** Directions **
Copy each line from the records below in which the word "zadd" is found.

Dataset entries

• • • • • • •

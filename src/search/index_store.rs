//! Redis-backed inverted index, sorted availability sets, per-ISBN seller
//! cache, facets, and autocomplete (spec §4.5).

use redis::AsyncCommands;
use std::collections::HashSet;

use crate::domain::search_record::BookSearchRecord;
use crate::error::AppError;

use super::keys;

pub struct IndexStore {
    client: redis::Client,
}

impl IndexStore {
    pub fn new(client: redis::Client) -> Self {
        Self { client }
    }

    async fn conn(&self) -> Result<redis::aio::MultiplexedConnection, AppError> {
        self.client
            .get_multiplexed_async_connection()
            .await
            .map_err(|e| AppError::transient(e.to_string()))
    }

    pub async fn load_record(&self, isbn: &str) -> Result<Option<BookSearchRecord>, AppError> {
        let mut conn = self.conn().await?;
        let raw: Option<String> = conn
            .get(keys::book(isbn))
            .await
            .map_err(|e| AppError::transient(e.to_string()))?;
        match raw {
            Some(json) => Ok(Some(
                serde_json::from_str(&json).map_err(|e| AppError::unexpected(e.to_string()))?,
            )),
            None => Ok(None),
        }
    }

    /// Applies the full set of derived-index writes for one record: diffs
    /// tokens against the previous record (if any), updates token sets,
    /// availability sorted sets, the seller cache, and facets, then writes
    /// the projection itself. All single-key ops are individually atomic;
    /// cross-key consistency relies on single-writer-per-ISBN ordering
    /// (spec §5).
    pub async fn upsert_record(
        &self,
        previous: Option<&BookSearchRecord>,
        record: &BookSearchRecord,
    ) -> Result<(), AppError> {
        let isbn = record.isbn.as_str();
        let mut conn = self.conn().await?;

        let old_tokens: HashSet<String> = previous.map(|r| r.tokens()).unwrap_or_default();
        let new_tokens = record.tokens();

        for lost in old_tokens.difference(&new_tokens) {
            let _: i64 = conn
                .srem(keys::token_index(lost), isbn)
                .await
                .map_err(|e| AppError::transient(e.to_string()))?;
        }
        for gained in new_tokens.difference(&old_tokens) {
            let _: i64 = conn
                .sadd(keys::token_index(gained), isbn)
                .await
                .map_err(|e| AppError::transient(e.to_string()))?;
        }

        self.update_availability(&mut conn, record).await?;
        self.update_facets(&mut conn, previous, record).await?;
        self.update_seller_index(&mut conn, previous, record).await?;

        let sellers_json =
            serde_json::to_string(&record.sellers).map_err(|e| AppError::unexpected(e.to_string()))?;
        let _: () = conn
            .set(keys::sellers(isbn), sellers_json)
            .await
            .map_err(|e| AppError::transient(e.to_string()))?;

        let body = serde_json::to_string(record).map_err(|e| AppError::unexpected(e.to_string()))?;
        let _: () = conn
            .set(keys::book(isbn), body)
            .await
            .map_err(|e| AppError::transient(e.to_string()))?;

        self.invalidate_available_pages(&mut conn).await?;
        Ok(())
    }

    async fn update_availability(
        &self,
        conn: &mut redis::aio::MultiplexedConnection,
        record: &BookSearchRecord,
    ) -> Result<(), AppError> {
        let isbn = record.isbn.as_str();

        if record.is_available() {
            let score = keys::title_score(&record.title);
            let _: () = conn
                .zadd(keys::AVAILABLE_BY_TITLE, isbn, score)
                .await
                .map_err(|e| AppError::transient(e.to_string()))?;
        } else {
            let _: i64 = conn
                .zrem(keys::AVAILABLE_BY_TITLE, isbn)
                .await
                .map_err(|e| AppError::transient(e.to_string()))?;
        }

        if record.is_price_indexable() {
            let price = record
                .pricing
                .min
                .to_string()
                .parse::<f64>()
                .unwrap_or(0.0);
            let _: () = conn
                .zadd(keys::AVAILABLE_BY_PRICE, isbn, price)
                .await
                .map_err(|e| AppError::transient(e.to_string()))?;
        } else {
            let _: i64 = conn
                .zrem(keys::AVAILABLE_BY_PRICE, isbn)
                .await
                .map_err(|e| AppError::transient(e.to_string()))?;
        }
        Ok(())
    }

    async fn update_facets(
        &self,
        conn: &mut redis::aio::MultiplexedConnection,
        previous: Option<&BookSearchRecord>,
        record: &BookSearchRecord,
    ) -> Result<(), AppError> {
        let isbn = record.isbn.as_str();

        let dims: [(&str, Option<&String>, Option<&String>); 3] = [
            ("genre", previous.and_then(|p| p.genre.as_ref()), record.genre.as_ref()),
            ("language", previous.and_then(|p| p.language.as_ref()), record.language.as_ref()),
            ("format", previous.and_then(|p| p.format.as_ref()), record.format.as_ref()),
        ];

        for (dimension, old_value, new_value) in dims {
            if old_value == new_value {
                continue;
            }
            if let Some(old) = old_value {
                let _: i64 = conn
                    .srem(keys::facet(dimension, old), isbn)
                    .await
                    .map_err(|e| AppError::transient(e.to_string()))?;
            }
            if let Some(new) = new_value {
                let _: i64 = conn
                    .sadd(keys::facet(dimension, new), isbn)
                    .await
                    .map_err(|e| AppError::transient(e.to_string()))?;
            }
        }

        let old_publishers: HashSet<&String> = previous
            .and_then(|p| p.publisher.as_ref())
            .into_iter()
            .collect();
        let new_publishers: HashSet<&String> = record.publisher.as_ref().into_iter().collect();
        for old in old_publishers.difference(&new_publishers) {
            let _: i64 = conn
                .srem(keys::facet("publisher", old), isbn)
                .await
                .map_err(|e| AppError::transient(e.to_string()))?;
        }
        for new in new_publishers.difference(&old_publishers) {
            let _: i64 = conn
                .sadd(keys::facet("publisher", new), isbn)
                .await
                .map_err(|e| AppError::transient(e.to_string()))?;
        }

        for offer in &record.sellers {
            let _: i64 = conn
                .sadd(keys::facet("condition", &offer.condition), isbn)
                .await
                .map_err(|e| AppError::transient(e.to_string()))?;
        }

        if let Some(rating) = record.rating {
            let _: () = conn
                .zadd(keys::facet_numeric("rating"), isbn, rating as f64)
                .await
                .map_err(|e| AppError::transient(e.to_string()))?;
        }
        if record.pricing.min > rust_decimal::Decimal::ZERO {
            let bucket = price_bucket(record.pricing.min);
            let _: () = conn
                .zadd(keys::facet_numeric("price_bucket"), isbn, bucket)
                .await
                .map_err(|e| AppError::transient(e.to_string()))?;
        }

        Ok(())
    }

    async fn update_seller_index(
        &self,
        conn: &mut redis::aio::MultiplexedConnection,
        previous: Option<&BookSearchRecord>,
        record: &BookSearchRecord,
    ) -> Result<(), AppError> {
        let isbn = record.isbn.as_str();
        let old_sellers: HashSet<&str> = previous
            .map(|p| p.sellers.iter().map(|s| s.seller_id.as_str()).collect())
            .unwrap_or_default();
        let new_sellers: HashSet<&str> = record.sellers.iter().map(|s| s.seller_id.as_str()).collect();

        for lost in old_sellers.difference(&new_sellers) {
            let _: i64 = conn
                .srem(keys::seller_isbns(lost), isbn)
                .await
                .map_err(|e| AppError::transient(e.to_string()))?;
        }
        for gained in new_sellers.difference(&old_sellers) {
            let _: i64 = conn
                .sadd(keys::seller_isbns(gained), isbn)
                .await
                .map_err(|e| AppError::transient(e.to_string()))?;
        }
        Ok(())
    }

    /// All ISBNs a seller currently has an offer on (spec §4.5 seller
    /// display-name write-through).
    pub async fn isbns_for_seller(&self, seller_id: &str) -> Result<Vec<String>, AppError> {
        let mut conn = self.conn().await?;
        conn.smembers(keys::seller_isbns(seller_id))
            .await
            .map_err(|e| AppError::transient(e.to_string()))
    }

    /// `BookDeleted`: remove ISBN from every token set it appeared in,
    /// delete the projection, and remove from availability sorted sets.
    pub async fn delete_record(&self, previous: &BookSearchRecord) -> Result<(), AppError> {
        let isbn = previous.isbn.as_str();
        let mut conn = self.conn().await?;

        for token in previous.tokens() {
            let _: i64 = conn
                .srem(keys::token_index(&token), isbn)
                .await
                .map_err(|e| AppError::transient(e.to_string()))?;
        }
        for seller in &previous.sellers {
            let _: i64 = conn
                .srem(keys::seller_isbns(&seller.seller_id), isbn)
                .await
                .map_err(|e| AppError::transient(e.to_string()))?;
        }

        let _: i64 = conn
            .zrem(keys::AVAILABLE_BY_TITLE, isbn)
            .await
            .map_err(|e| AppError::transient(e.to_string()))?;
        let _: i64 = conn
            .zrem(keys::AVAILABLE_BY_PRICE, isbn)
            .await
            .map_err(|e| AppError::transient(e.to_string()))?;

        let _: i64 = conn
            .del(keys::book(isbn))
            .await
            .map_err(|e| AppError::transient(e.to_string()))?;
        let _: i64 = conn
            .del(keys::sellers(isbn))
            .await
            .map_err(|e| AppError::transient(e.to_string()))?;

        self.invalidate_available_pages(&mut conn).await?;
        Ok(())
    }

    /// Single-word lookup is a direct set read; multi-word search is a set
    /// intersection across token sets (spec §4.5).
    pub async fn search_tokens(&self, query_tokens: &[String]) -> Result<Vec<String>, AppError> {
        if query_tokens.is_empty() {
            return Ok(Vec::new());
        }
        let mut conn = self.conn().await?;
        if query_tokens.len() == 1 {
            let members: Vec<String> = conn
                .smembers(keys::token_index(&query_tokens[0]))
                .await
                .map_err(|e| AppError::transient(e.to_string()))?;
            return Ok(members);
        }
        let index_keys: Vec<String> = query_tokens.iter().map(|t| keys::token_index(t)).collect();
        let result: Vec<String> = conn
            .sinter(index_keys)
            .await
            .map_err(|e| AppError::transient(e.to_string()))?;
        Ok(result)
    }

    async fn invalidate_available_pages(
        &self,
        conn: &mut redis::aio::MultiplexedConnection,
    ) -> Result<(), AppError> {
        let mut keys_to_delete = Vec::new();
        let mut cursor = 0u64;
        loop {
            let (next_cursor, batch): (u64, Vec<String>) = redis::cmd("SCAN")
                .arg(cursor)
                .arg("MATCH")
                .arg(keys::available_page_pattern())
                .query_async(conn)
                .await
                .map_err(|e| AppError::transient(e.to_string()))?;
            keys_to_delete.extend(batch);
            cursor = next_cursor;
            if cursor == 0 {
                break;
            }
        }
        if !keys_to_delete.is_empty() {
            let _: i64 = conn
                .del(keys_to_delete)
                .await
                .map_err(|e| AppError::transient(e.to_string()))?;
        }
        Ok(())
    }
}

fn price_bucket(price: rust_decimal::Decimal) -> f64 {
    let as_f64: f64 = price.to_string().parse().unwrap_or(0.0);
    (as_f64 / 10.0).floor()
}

• • • • • • •

** Response **
                .zadd(keys::AVAILABLE_BY_TITLE, isbn, score)
                .zadd(keys::AVAILABLE_BY_PRICE, isbn, price)
                .zadd(keys::facet_numeric("rating"), isbn, rating as f64)
                .zadd(keys::facet_numeric("price_bucket"), isbn, bucket)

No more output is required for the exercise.